### INFORMATION GIVEN

————

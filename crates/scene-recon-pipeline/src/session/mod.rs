//! Reconstruction session: an explicit owner for the retained scene.
//!
//! The session holds the loaded views, the run configuration and the last
//! reconstructed [`SceneState`]. Step functions such as
//! [`step_reconstruct`](crate::reconstruct::step_reconstruct) mutate it in
//! place; exports borrow it mutably, so they are serialized by the borrow
//! checker.
//!
//! ```no_run
//! use std::path::Path;
//! use scene_recon_pipeline::export::ExportOptions;
//! use scene_recon_pipeline::reconstruct::step_reconstruct;
//! use scene_recon_pipeline::session::ReconstructionSession;
//! use scene_recon_pipeline::align::MstAligner;
//! use scene_recon_pipeline::inference::PrecomputedPairs;
//! # fn main() -> anyhow::Result<()> {
//! # let views = unimplemented!();
//! let mut session = ReconstructionSession::new();
//! session.set_input(views)?;
//! let mut model = PrecomputedPairs::new("predictions")?;
//! step_reconstruct(&mut session, &mut model, &mut MstAligner::new())?;
//! session.export_model(Path::new("out"), "scene", &ExportOptions::default())?;
//! # Ok(())
//! # }
//! ```

mod types;

pub use types::{ExportRecord, LogEntry, SessionMetadata, current_timestamp};

use std::path::Path;

use anyhow::{Result, bail, ensure};
use serde::{Deserialize, Serialize};

use scene_recon_core::{Real, ReconError, SceneState, View, validate_views};

use crate::align::AlignmentMode;
use crate::export::{ExportOptions, ExportSummary, export_scene_with};
use crate::postprocess::{HsvSkySegmenter, SkySegmenter};
use crate::reconstruct::ReconstructionConfig;

const SESSION_KIND: &str = "scene_reconstruction";
const SCHEMA_VERSION: u32 = 1;

/// Mutable container for one scene's reconstruction and its exports.
///
/// Views and scene buffers are not part of the JSON snapshot.
#[derive(Debug, Clone, Serialize, Deserialize)]
pub struct ReconstructionSession {
    pub metadata: SessionMetadata,
    pub config: ReconstructionConfig,
    #[serde(skip)]
    views: Vec<View>,
    #[serde(skip)]
    scene: Option<SceneState>,
    /// Mode of the run that produced the current scene.
    pub mode: Option<AlignmentMode>,
    pub final_loss: Option<Real>,
    /// Bumped whenever the scene or its active mask changes.
    pub version: u64,
    #[serde(skip)]
    mask_key: Option<(u64, bool, bool)>,
    pub exports: Vec<ExportRecord<ExportSummary>>,
    pub log: Vec<LogEntry>,
}

impl Default for ReconstructionSession {
    fn default() -> Self {
        Self::new()
    }
}

impl ReconstructionSession {
    pub fn new() -> Self {
        Self {
            metadata: SessionMetadata::new(SESSION_KIND, SCHEMA_VERSION),
            config: ReconstructionConfig::default(),
            views: Vec::new(),
            scene: None,
            mode: None,
            final_loss: None,
            version: 0,
            mask_key: None,
            exports: Vec::new(),
            log: Vec::new(),
        }
    }

    pub fn with_description(description: impl Into<String>) -> Self {
        let mut session = Self::new();
        session.metadata.description = Some(description.into());
        session
    }

    /// Replace the input views. Drops any scene reconstructed from the old ones.
    ///
    /// # Errors
    ///
    /// Returns an error if the views are empty or not indexed `0..n`.
    pub fn set_input(&mut self, views: Vec<View>) -> Result<()> {
        validate_views(&views)?;
        self.views = views;
        self.clear_scene();
        Ok(())
    }

    pub fn views(&self) -> &[View] {
        &self.views
    }

    /// # Errors
    ///
    /// Returns an error if no views have been set.
    pub fn require_views(&self) -> Result<&[View]> {
        ensure!(!self.views.is_empty(), "input views not set");
        Ok(&self.views)
    }

    /// Validate and store a new configuration. The current scene is kept.
    ///
    /// # Errors
    ///
    /// Returns an error if the configuration is invalid.
    pub fn set_config(&mut self, config: ReconstructionConfig) -> Result<()> {
        config.validate()?;
        self.config = config;
        self.metadata.touch();
        Ok(())
    }

    /// Edit the configuration in place, then validate it.
    ///
    /// # Errors
    ///
    /// Returns an error if the edited configuration is invalid; the old one
    /// is kept.
    pub fn update_config<F>(&mut self, f: F) -> Result<()>
    where
        F: FnOnce(&mut ReconstructionConfig),
    {
        let mut config = self.config.clone();
        f(&mut config);
        self.set_config(config)
    }

    pub fn scene(&self) -> Option<&SceneState> {
        self.scene.as_ref()
    }

    pub fn has_scene(&self) -> bool {
        self.scene.is_some()
    }

    /// # Errors
    ///
    /// Returns [`ReconError::MissingSceneState`] if nothing was reconstructed.
    pub fn require_scene(&self) -> Result<&SceneState> {
        self.scene
            .as_ref()
            .ok_or_else(|| ReconError::MissingSceneState.into())
    }

    /// Retain a freshly reconstructed scene.
    pub fn set_scene(&mut self, scene: SceneState, mode: AlignmentMode, loss: Option<Real>) {
        self.scene = Some(scene);
        self.mode = Some(mode);
        self.final_loss = loss;
        self.mask_key = None;
        self.version += 1;
        self.metadata.touch();
    }

    pub fn clear_scene(&mut self) {
        if self.scene.take().is_some() {
            self.version += 1;
        }
        self.mode = None;
        self.final_loss = None;
        self.mask_key = None;
        self.metadata.touch();
    }

    /// Export the retained scene with the default sky segmenter.
    ///
    /// # Errors
    ///
    /// See [`export_model_with`](Self::export_model_with).
    pub fn export_model(
        &mut self,
        outdir: &Path,
        name: &str,
        opts: &ExportOptions,
    ) -> Result<Option<ExportSummary>> {
        self.export_model_with(outdir, name, opts, &HsvSkySegmenter::default())
    }

    /// Export the retained scene and record the artifact.
    ///
    /// Without a scene this is a no-op returning `Ok(None)`.
    ///
    /// # Errors
    ///
    /// Returns an error if the export itself fails; the failure is logged.
    pub fn export_model_with(
        &mut self,
        outdir: &Path,
        name: &str,
        opts: &ExportOptions,
        sky: &dyn SkySegmenter,
    ) -> Result<Option<ExportSummary>> {
        let result = export_scene_with(self.scene.as_mut(), outdir, name, opts, sky);
        let summary = match result {
            Ok(Some(summary)) => summary,
            Ok(None) => return Ok(None),
            Err(e) => {
                self.log_failure("export", e.to_string());
                return Err(e);
            }
        };

        let key = opts.mask_key();
        if self.mask_key != Some(key) {
            self.mask_key = Some(key);
            self.version += 1;
        }
        self.exports
            .push(ExportRecord::new(summary.clone(), self.version));
        self.log_success_with_notes(
            "export",
            format!(
                "{} ({} points, {} faces)",
                summary.path.display(),
                summary.masked_points,
                summary.faces
            ),
        );
        Ok(Some(summary))
    }

    pub fn log_success(&mut self, operation: impl Into<String>) {
        self.log.push(LogEntry::success(operation, None));
        self.metadata.touch();
    }

    pub fn log_success_with_notes(&mut self, operation: impl Into<String>, notes: impl Into<String>) {
        self.log
            .push(LogEntry::success(operation, Some(notes.into())));
        self.metadata.touch();
    }

    pub fn log_failure(&mut self, operation: impl Into<String>, error: impl Into<String>) {
        self.log.push(LogEntry::failure(operation, error));
        self.metadata.touch();
    }

    /// Drop views, scene, exports and log; keep config and description.
    pub fn reset(&mut self) {
        self.views.clear();
        self.clear_scene();
        self.exports.clear();
        self.log.clear();
    }

    /// Serialize the session snapshot (without views or scene buffers).
    ///
    /// # Errors
    ///
    /// Returns an error if serialization fails.
    pub fn to_json(&self) -> Result<String> {
        serde_json::to_string_pretty(self).map_err(Into::into)
    }

    /// # Errors
    ///
    /// Returns an error for malformed JSON or a newer schema version.
    pub fn from_json(json: &str) -> Result<Self> {
        let session: Self = serde_json::from_str(json)?;
        if session.metadata.schema_version > SCHEMA_VERSION {
            bail!(
                "session schema version {} is newer than supported version {}",
                session.metadata.schema_version,
                SCHEMA_VERSION
            );
        }
        Ok(session)
    }
}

————

### YOUR INSTRUCTIONS
For the records above, state the number of lines that include the string "reconstructed" and add nothing.

### OUTPUT
4